Your goal =
Extract the lines from the first line of the records below through the line containing "pub fn effective_period(&self)", inclusive, and reproduce them exactly as written.

Material provided =
use chrono::{DateTime, NaiveDate, Utc};
use serde::{Deserialize, Serialize};
use uuid::Uuid;

use crate::{errors::PaymentLineError, period::Period};

/// What a payment line does to the schedule.
///
/// Change kinds carry the effective period: the range during which the
/// change is actually in force in the payment-execution system. It can
/// differ from the line's nominal period because that system applies
/// changes from a single date.
#[derive(Debug, Clone, Copy, Serialize, Deserialize, PartialEq, Eq, Hash)]
#[serde(tag = "type", rename_all = "snake_case")]
pub enum LineKind {
    New,
    Pause { effective_period: Period },
    Terminate { effective_period: Period },
    Resume { effective_period: Period },
}

impl LineKind {
    pub fn effective_period(&self) -> Option<Period> {
        match self {
            LineKind::New => None,
            LineKind::Pause { effective_period }
            | LineKind::Terminate { effective_period }
            | LineKind::Resume { effective_period } => Some(*effective_period),
        }
    }

    pub fn is_change(&self) -> bool {
        !matches!(self, LineKind::New)
    }
}

/// The change kinds that can be derived from an existing line.
#[derive(Debug, Clone, Copy, Serialize, Deserialize, PartialEq, Eq, Hash)]
pub enum ChangeKind {
    Pause,
    Terminate,
    Resume,
}

impl ChangeKind {
    fn with_period(self, effective_period: Period) -> LineKind {
        match self {
            ChangeKind::Pause => LineKind::Pause { effective_period },
            ChangeKind::Terminate => LineKind::Terminate { effective_period },
            ChangeKind::Resume => LineKind::Resume { effective_period },
        }
    }
}

/// One immutable record in the payment-instruction log.
///
/// Lines are never edited. A pause, termination or resumption is a new line
/// whose `supersedes_id` points back at the line it was derived from; the
/// reference exists for audit only.
#[derive(Debug, Clone, Serialize, Deserialize, PartialEq, Eq)]
#[serde(try_from = "RawPaymentLine")]
pub struct PaymentLine {
    id: Uuid,
    created_at: DateTime<Utc>,
    period: Period,
    amount: i64,
    supersedes_id: Option<Uuid>,
    kind: LineKind,
}

#[derive(Deserialize)]
struct RawPaymentLine {
    id: Uuid,
    created_at: DateTime<Utc>,
    period: Period,
    amount: i64,
    supersedes_id: Option<Uuid>,
    kind: LineKind,
}

impl TryFrom<RawPaymentLine> for PaymentLine {
    type Error = PaymentLineError;

    fn try_from(raw: RawPaymentLine) -> Result<Self, Self::Error> {
        Self::from_parts(
            raw.id,
            raw.created_at,
            raw.period,
            raw.amount,
            raw.supersedes_id,
            raw.kind,
        )
    }
}

impl PaymentLine {
    /// Validating constructor used by every other constructor.
    pub fn from_parts(
        id: Uuid,
        created_at: DateTime<Utc>,
        period: Period,
        amount: i64,
        supersedes_id: Option<Uuid>,
        kind: LineKind,
    ) -> Result<Self, PaymentLineError> {
        if amount < 0 {
            return Err(PaymentLineError::NegativeAmount(amount));
        }
        if supersedes_id == Some(id) {
            return Err(PaymentLineError::SelfReference(id));
        }
        Ok(Self {
            id,
            created_at,
            period,
            amount,
            supersedes_id,
            kind,
        })
    }

    /// A line establishing `amount` per month for `period`.
    pub fn new_line(
        period: Period,
        amount: i64,
        created_at: DateTime<Utc>,
        supersedes_id: Option<Uuid>,
    ) -> Result<Self, PaymentLineError> {
        Self::from_parts(
            Uuid::new_v4(),
            created_at,
            period,
            amount,
            supersedes_id,
            LineKind::New,
        )
    }

    /// Derives a change line from `target`, copying its nominal period and amount.
    pub fn change(
        target: &PaymentLine,
        change: ChangeKind,
        effective_period: Period,
        created_at: DateTime<Utc>,
    ) -> Result<Self, PaymentLineError> {
        Self::from_parts(
            Uuid::new_v4(),
            created_at,
            target.period,
            target.amount,
            Some(target.id),
            change.with_period(effective_period),
        )
    }

    pub fn pause(
        target: &PaymentLine,
        effective_period: Period,
        created_at: DateTime<Utc>,
    ) -> Result<Self, PaymentLineError> {
        Self::change(target, ChangeKind::Pause, effective_period, created_at)
    }

    pub fn terminate(
        target: &PaymentLine,
        effective_period: Period,
        created_at: DateTime<Utc>,
    ) -> Result<Self, PaymentLineError> {
        Self::change(target, ChangeKind::Terminate, effective_period, created_at)
    }

    pub fn resume(
        target: &PaymentLine,
        effective_period: Period,
        created_at: DateTime<Utc>,
    ) -> Result<Self, PaymentLineError> {
        Self::change(target, ChangeKind::Resume, effective_period, created_at)
    }

    /// Pauses `target` from `effective_from` through the end of its nominal period.
    pub fn pause_from(
        target: &PaymentLine,
        effective_from: NaiveDate,
        created_at: DateTime<Utc>,
    ) -> Result<Self, PaymentLineError> {
        let effective_period = target.period_from(effective_from)?;
        Self::pause(target, effective_period, created_at)
    }

    /// Resumes `target` from `effective_from` through the end of its nominal period.
    pub fn resume_from(
        target: &PaymentLine,
        effective_from: NaiveDate,
        created_at: DateTime<Utc>,
    ) -> Result<Self, PaymentLineError> {
        let effective_period = target.period_from(effective_from)?;
        Self::resume(target, effective_period, created_at)
    }

    fn period_from(&self, effective_from: NaiveDate) -> Result<Period, PaymentLineError> {
        let target_end = self.period.end();
        if effective_from > target_end {
            return Err(PaymentLineError::InvalidEffectiveDate {
                date: effective_from,
                target_end,
            });
        }
        Period::new(effective_from, target_end).map_err(|_| {
            PaymentLineError::InvalidEffectiveDate {
                date: effective_from,
                target_end,
            }
        })
    }

    pub fn id(&self) -> Uuid {
        self.id
    }

    pub fn created_at(&self) -> DateTime<Utc> {
        self.created_at
    }

    /// The nominal period the line was sent with.
    pub fn period(&self) -> Period {
        self.period
    }

    pub fn amount(&self) -> i64 {
        self.amount
    }

    pub fn supersedes_id(&self) -> Option<Uuid> {
        self.supersedes_id
    }

    pub fn kind(&self) -> LineKind {
        self.kind
    }
}

#[cfg(test)]
mod tests {
    use chrono::TimeZone;

    use super::*;
    use crate::period::Month;

    fn year(y: i32) -> Period {
        Month::of(y, 1)
            .unwrap()
            .range_to(&Month::of(y, 12).unwrap())
            .unwrap()
    }

    fn at(second: u32) -> DateTime<Utc> {
        Utc.with_ymd_and_hms(2021, 1, 1, 12, 0, second).unwrap()
    }

    fn date(y: i32, m: u32, d: u32) -> NaiveDate {
        NaiveDate::from_ymd_opt(y, m, d).unwrap()
    }

    #[test]
    fn new_line_rejects_negative_amount() {
        let err = PaymentLine::new_line(year(2021), -1, at(0), None).unwrap_err();
        assert_eq!(err, PaymentLineError::NegativeAmount(-1));
    }

    #[test]
    fn line_cannot_supersede_itself() {
        let id = Uuid::new_v4();
        let err = PaymentLine::from_parts(id, at(0), year(2021), 100, Some(id), LineKind::New)
            .unwrap_err();
        assert_eq!(err, PaymentLineError::SelfReference(id));
    }

    #[test]
    fn change_copies_target_and_links_back() {
        let original = PaymentLine::new_line(year(2021), 20_000, at(0), None).unwrap();
        let effective = Month::of(2021, 4)
            .unwrap()
            .range_to(&Month::of(2021, 6).unwrap())
            .unwrap();
        let pause = PaymentLine::pause(&original, effective, at(1)).unwrap();

        assert_eq!(pause.period(), original.period());
        assert_eq!(pause.amount(), original.amount());
        assert_eq!(pause.supersedes_id(), Some(original.id()));
        assert_ne!(pause.id(), original.id());
        assert_eq!(pause.kind().effective_period(), Some(effective));
        assert!(pause.kind().is_change());
    }

    #[test]
    fn pause_from_runs_to_end_of_target() {
        let original = PaymentLine::new_line(year(2021), 20_000, at(0), None).unwrap();
        let pause = PaymentLine::pause_from(&original, date(2021, 3, 1), at(1)).unwrap();
        let effective = pause.kind().effective_period().unwrap();
        assert_eq!(effective.start(), date(2021, 3, 1));
        assert_eq!(effective.end(), date(2021, 12, 31));
    }

    #[test]
    fn effective_date_must_be_month_start_within_target() {
        let original = PaymentLine::new_line(year(2021), 20_000, at(0), None).unwrap();
        assert!(matches!(
            PaymentLine::resume_from(&original, date(2021, 3, 15), at(1)),
            Err(PaymentLineError::InvalidEffectiveDate { .. })
        ));
        assert!(matches!(
            PaymentLine::pause_from(&original, date(2022, 1, 1), at(1)),
            Err(PaymentLineError::InvalidEffectiveDate { .. })
        ));
    }

    #[test]
    fn serializes_with_tagged_kind_and_revalidates() {
        let original = PaymentLine::new_line(year(2021), 500, at(0), None).unwrap();
        let terminate = PaymentLine::terminate(&original, year(2021), at(1)).unwrap();
        let json = serde_json::to_value(&terminate).unwrap();
        assert_eq!(json["kind"]["type"], "terminate");

        let restored: PaymentLine = serde_json::from_value(json.clone()).unwrap();
        assert_eq!(restored, terminate);

        let mut negative = json;
        negative["amount"] = serde_json::json!(-5);
        assert!(serde_json::from_value::<PaymentLine>(negative).is_err());
    }
}
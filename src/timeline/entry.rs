use std::hash::{Hash, Hasher};

use serde::{Deserialize, Serialize};
use uuid::Uuid;

use crate::{
    ledger::{LineKind, PaymentLine},
    period::Period,
};

#[derive(Debug, Clone, Copy, Serialize, Deserialize, PartialEq, Eq, Hash)]
pub enum EntryKind {
    New,
    Pause,
    Terminate,
    Resume,
}

/// One resolved segment of the payment schedule.
///
/// Equality covers `kind`, `period` and `amount` only. `origin_id` records
/// which payment line produced the segment and is ignored when comparing, so
/// two ledgers with different histories but the same effective schedule
/// compare equal.
#[derive(Debug, Clone, Copy, Serialize, Deserialize)]
pub struct TimelineEntry {
    kind: EntryKind,
    period: Period,
    amount: i64,
    origin_id: Uuid,
}

impl TimelineEntry {
    pub fn new(kind: EntryKind, period: Period, amount: i64, origin_id: Uuid) -> Self {
        Self {
            kind,
            period,
            amount,
            origin_id,
        }
    }

    /// Projects a payment line onto the timeline.
    ///
    /// Changes are placed on their effective period rather than the nominal
    /// one. Pause and Terminate pay nothing.
    pub fn project(line: &PaymentLine) -> Self {
        let (kind, period, amount) = match line.kind() {
            LineKind::New => (EntryKind::New, line.period(), line.amount()),
            LineKind::Pause { effective_period } => (EntryKind::Pause, effective_period, 0),
            LineKind::Terminate { effective_period } => (EntryKind::Terminate, effective_period, 0),
            LineKind::Resume { effective_period } => {
                (EntryKind::Resume, effective_period, line.amount())
            }
        };
        Self::new(kind, period, amount, line.id())
    }

    /// Copy of this entry covering `period` instead.
    pub fn with_period(&self, period: Period) -> Self {
        Self { period, ..*self }
    }

    pub fn kind(&self) -> EntryKind {
        self.kind
    }

    pub fn period(&self) -> Period {
        self.period
    }

    pub fn amount(&self) -> i64 {
        self.amount
    }

    pub fn origin_id(&self) -> Uuid {
        self.origin_id
    }
}

impl From<&PaymentLine> for TimelineEntry {
    fn from(line: &PaymentLine) -> Self {
        Self::project(line)
    }
}

impl PartialEq for TimelineEntry {
    fn eq(&self, other: &Self) -> bool {
        self.kind == other.kind && self.period == other.period && self.amount == other.amount
    }
}

impl Eq for TimelineEntry {}

impl Hash for TimelineEntry {
    fn hash<H: Hasher>(&self, state: &mut H) {
        self.kind.hash(state);
        self.period.hash(state);
        self.amount.hash(state);
    }
}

Output of the task =
use chrono::{DateTime, NaiveDate, Utc};
use serde::{Deserialize, Serialize};
use uuid::Uuid;

use crate::{errors::PaymentLineError, period::Period};

/// What a payment line does to the schedule.
///
/// Change kinds carry the effective period: the range during which the
/// change is actually in force in the payment-execution system. It can
/// differ from the line's nominal period because that system applies
/// changes from a single date.
#[derive(Debug, Clone, Copy, Serialize, Deserialize, PartialEq, Eq, Hash)]
#[serde(tag = "type", rename_all = "snake_case")]
pub enum LineKind {
    New,
    Pause { effective_period: Period },
    Terminate { effective_period: Period },
    Resume { effective_period: Period },
}

impl LineKind {
    pub fn effective_period(&self) -> Option<Period> {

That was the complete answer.